• _THE PROBLEM_:
Read the entries below and pull out each line with the string "crate".

------ ENTRIES PROVIDED

// Ultralytics 🚀 AGPL-3.0 License - https://ultralytics.com/license
//! 事件录像状态机
//! Incident recorder: Idle / Recording with a grace window

use super::writer::{ClipOpener, ClipWriter};
use crate::CameraId;
use anyhow::Result;
use image::RgbImage;
use std::path::{Path, PathBuf};
use tracing::{error, info, warn};

#[derive(Clone, Copy, Debug, PartialEq, Eq)]
pub enum RecorderState {
    Idle,
    Recording,
}

/// 单帧处理结果
#[derive(Debug, PartialEq)]
pub enum RecorderEvent {
    None,
    Started(PathBuf),
    Stopped { path: PathBuf, frames: u64 },
    /// I/O 失败, 已回到 Idle
    Failed,
}

pub struct IncidentRecorder {
    camera: CameraId,
    dir: PathBuf,
    grace_frames: u32,
    /// 打开失败后的重试间隔 (帧)
    retry_after: u32,
    opener: Box<dyn ClipOpener>,
    writer: Option<Box<dyn ClipWriter>>,
    absent_cycles: u32,
    retry_cooldown: u32,
}

impl IncidentRecorder {
    pub fn new(
        camera: CameraId,
        dir: impl Into<PathBuf>,
        grace_frames: u32,
        retry_after: u32,
        opener: Box<dyn ClipOpener>,
    ) -> Self {
        Self {
            camera,
            dir: dir.into(),
            grace_frames,
            retry_after,
            opener,
            writer: None,
            absent_cycles: 0,
            retry_cooldown: 0,
        }
    }

    pub fn state(&self) -> RecorderState {
        if self.writer.is_some() {
            RecorderState::Recording
        } else {
            RecorderState::Idle
        }
    }

    pub fn current_path(&self) -> Option<&Path> {
        self.writer.as_ref().map(|w| w.path())
    }

    /// 每个处理周期调用一次, `frame` 为未标注的原始帧
    pub fn on_frame(&mut self, incident: bool, frame: &RgbImage) -> RecorderEvent {
        let mut event = RecorderEvent::None;

        if incident {
            self.absent_cycles = 0;
            if self.writer.is_none() {
                if self.retry_cooldown > 0 {
                    self.retry_cooldown -= 1;
                    return RecorderEvent::None;
                }
                match self.open_clip() {
                    Ok(writer) => {
                        info!(camera = self.camera, "🎬 开始录制事件: {}", writer.path().display());
                        event = RecorderEvent::Started(writer.path().to_path_buf());
                        self.writer = Some(writer);
                    }
                    Err(e) => {
                        error!(camera = self.camera, "❌ 事件录像创建失败: {:#}", e);
                        self.retry_cooldown = self.retry_after;
                        return RecorderEvent::Failed;
                    }
                }
            }
        } else {
            if self.writer.is_none() {
                return RecorderEvent::None;
            }
            self.absent_cycles += 1;
            if self.absent_cycles > self.grace_frames {
                return self.close();
            }
        }

        if let Some(writer) = self.writer.as_mut() {
            if let Err(e) = writer.write_frame(frame) {
                error!(camera = self.camera, "❌ 事件录像写入失败: {:#}", e);
                if let Some(writer) = self.writer.take() {
                    if let Err(e) = writer.finish() {
                        warn!(camera = self.camera, "⚠️ 关闭录像失败: {:#}", e);
                    }
                }
                self.absent_cycles = 0;
                return RecorderEvent::Failed;
            }
        }
        event
    }

    /// 结束当前录像 (摄像头停止时也会调用)
    pub fn close(&mut self) -> RecorderEvent {
        self.absent_cycles = 0;
        let Some(writer) = self.writer.take() else {
            return RecorderEvent::None;
        };
        let path = writer.path().to_path_buf();
        let frames = writer.frames();
        match writer.finish() {
            Ok(()) => {
                info!(camera = self.camera, "⏹️ 事件录制结束: {} ({} 帧)", path.display(), frames);
                RecorderEvent::Stopped { path, frames }
            }
            Err(e) => {
                error!(camera = self.camera, "❌ 关闭录像失败: {:#}", e);
                RecorderEvent::Failed
            }
        }
    }

    fn open_clip(&mut self) -> Result<Box<dyn ClipWriter>> {
        let path = unique_clip_path(
            &self.dir,
            self.camera,
            &crate::gen_time_string(""),
            self.opener.extension(),
        );
        self.opener.open(&path)
    }
}

impl Drop for IncidentRecorder {
    fn drop(&mut self) {
        self.close();
    }
}

/// `cam{id}_incident_{stamp}.{ext}`, 重名时追加序号
pub fn unique_clip_path(dir: &Path, camera: CameraId, stamp: &str, ext: &str) -> PathBuf {
    let base = format!("cam{}_incident_{}", camera, stamp);
    let mut path = dir.join(format!("{}.{}", base, ext));
    let mut n = 1;
    while path.exists() {
        path = dir.join(format!("{}_{}.{}", base, n, ext));
        n += 1;
    }
    path
}
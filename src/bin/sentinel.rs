// Ultralytics 🚀 AGPL-3.0 License - https://ultralytics.com/license
/// 交通哨兵 (Traffic Sentinel)
///
/// 多路交通安全视频分析服务
///
/// 系统架构:
/// 1. 采集线程: 每路摄像头一个, 解码并循环播放视频源
/// 2. 处理线程: 每路摄像头一个, 共享检测引擎 (串行推理)
/// 3. tokio:    HTTP 状态接口 / MJPEG 视频流 / 录像库
use anyhow::{Context, Result};
use clap::Parser;
use std::sync::Arc;
use tracing::{info, warn};
use tracing_subscriber::EnvFilter;
use traffic_sentinel::detection::SharedEngine;
use traffic_sentinel::input::DefaultSourceFactory;
use traffic_sentinel::{server, Args, CameraManager, Config};

#[global_allocator]
static GLOBAL: mimalloc::MiMalloc = mimalloc::MiMalloc;

const DEFAULT_LOG_FILTER: &str = "traffic_sentinel=info,ort=warn";

fn init_logging(args: &Args) {
    let filter = match &args.log {
        Some(directives) => EnvFilter::new(directives),
        None => EnvFilter::try_from_default_env().unwrap_or_else(|_| EnvFilter::new(DEFAULT_LOG_FILTER)),
    };
    tracing_subscriber::fmt().with_env_filter(filter).init();
}

#[cfg(feature = "onnx")]
fn build_engine(config: &Config) -> Result<SharedEngine> {
    let engine = traffic_sentinel::detection::YoloTrackingEngine::new(&config.detection)
        .with_context(|| format!("failed to load model {}", config.detection.model))?;
    Ok(SharedEngine::new(Box::new(engine)))
}

#[cfg(not(feature = "onnx"))]
fn build_engine(_config: &Config) -> Result<SharedEngine> {
    anyhow::bail!("built without the `onnx` feature: no detection engine available")
}

async fn shutdown_signal() {
    if let Err(e) = tokio::signal::ctrl_c().await {
        warn!("⚠️ 无法监听 Ctrl-C: {}", e);
        std::future::pending::<()>().await;
    }
    info!("🛑 收到退出信号");
}

#[tokio::main]
async fn main() -> Result<()> {
    let args = Args::parse();
    init_logging(&args);

    info!("🚀 交通哨兵启动");

    let mut config = Config::load_or_default(&args.config)?;
    config.apply_args(&args);
    config.validate()?;
    info!(
        "✓ 配置已加载: {} 路摄像头, 目标分辨率 {}x{}",
        config.cameras.len(),
        config.stream.width,
        config.stream.height
    );
    if config.cameras.is_empty() {
        warn!("⚠️ 未配置任何摄像头, 仅提供录像库接口");
    }
    for cam in &config.cameras {
        info!("📹 cam{}: {}", cam.id, cam.source);
    }

    let engine = build_engine(&config)?;
    info!("✓ 检测引擎就绪: {}", engine.stats().engine);

    let factory = Arc::new(DefaultSourceFactory {
        default_fps: config.stream.default_fps,
    });
    let manager = Arc::new(CameraManager::new(Arc::new(config), engine, factory));

    let result = server::serve(manager.clone(), shutdown_signal()).await;

    // 正常退出时摄像头已在关闭信号中停止, 这里兜底 serve 出错的情况
    let stopper = manager.clone();
    tokio::task::spawn_blocking(move || stopper.stop_all())
        .await
        .context("failed to stop cameras")?;
    info!("👋 已退出");

    result
}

------------

• _RESULT FOR THIS EXERCISE_:
use crate::CameraId;
            &crate::gen_time_string(""),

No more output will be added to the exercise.